Directions
The answer must consist of every line below that holds the word "index".

Records to process

—————

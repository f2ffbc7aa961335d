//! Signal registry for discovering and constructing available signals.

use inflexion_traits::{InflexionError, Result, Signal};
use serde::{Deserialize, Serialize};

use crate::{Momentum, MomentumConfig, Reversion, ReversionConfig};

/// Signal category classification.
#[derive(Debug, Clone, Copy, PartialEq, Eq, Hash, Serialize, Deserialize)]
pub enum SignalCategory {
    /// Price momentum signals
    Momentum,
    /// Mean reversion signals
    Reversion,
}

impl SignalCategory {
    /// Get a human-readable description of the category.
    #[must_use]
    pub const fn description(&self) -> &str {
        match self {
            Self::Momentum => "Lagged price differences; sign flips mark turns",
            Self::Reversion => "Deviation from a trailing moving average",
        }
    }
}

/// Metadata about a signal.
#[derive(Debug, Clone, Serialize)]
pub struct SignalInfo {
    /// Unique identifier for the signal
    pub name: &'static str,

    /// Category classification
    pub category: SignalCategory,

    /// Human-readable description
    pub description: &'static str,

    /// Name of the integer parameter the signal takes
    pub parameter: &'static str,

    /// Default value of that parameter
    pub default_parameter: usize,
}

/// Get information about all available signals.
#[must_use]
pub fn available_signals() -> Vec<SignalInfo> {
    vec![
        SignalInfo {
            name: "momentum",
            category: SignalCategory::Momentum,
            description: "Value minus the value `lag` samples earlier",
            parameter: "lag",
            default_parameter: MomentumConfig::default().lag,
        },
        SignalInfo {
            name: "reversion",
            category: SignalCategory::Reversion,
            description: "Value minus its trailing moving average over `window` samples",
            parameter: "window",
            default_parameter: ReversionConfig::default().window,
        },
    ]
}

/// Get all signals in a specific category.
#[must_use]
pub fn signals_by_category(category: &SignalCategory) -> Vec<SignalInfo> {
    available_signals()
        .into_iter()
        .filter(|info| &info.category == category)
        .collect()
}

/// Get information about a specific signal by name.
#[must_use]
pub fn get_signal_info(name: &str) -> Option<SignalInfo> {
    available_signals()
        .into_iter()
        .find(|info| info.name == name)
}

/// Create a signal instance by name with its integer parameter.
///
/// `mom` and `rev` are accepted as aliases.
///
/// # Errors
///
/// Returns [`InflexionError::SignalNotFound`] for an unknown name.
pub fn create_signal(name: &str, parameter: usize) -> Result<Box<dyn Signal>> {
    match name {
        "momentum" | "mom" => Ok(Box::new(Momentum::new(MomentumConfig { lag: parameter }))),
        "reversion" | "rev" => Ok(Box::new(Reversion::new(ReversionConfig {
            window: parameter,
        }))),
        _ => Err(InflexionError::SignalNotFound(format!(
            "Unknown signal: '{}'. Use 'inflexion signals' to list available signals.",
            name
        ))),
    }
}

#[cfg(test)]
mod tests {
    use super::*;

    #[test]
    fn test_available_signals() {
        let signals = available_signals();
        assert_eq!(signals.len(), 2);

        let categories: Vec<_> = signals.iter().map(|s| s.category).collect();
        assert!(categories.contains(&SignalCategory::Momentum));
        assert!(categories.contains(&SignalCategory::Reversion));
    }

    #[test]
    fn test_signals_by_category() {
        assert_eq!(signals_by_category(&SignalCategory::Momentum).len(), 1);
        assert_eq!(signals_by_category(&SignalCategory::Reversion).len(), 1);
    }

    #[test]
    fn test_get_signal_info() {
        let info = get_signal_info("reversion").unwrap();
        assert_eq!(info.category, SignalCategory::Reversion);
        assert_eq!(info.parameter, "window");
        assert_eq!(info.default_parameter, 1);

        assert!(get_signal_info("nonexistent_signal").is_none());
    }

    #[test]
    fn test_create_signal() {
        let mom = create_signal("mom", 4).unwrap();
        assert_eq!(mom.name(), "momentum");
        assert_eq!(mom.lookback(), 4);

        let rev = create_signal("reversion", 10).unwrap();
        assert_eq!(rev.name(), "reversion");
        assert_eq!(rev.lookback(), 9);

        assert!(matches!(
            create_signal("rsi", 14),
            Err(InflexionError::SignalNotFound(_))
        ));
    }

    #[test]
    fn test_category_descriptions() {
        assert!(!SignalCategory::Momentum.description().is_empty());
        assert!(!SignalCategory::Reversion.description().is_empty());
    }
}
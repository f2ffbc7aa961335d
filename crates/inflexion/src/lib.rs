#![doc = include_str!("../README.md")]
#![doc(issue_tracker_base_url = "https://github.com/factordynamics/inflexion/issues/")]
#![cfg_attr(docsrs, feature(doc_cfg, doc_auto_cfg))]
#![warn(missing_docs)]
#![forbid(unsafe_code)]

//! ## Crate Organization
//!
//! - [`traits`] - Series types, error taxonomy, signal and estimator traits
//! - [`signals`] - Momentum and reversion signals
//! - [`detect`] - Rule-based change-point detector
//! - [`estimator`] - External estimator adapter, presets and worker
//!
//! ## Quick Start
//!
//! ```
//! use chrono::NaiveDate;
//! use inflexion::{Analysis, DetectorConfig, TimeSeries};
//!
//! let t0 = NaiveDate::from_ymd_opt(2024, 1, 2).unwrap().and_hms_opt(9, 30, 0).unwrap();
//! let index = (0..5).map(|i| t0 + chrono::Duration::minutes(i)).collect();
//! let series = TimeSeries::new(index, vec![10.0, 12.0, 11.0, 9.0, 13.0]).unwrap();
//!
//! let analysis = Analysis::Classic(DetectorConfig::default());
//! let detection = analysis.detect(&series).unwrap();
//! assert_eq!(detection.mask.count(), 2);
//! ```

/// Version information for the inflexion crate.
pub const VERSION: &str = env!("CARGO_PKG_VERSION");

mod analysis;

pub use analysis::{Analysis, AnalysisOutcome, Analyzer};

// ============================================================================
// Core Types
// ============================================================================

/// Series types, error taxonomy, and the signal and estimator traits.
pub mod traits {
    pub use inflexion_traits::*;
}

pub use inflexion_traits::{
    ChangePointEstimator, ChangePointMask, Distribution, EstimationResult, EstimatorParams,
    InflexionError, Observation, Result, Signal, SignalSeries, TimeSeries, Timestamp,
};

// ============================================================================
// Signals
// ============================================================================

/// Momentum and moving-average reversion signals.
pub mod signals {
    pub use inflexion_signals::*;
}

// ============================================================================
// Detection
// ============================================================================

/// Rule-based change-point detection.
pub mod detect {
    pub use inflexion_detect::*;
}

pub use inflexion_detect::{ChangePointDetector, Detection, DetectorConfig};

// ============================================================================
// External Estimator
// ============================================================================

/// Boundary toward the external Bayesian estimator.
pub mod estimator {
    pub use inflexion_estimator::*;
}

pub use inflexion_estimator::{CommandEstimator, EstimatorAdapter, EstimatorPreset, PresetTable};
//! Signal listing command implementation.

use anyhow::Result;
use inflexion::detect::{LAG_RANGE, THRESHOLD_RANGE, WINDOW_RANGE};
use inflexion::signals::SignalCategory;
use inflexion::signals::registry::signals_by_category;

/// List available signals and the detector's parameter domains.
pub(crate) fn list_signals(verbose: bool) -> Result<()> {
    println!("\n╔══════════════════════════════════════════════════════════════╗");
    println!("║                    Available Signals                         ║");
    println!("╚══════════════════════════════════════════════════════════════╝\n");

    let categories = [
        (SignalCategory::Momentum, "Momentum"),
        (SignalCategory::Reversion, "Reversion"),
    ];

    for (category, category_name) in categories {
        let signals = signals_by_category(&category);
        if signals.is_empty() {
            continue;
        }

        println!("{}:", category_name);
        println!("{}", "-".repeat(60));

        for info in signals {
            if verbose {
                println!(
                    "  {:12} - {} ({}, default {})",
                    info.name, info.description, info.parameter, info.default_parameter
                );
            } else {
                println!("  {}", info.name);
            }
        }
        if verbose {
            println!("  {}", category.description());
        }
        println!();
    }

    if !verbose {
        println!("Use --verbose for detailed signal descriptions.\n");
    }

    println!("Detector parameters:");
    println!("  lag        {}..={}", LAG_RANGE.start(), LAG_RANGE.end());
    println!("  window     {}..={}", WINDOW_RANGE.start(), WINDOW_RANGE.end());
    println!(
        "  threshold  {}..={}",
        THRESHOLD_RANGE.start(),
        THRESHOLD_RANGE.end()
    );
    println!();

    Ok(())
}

—————

Written answer
//! let index = (0..5).map(|i| t0 + chrono::Duration::minutes(i)).collect();
//! let series = TimeSeries::new(index, vec![10.0, 12.0, 11.0, 9.0, 13.0]).unwrap();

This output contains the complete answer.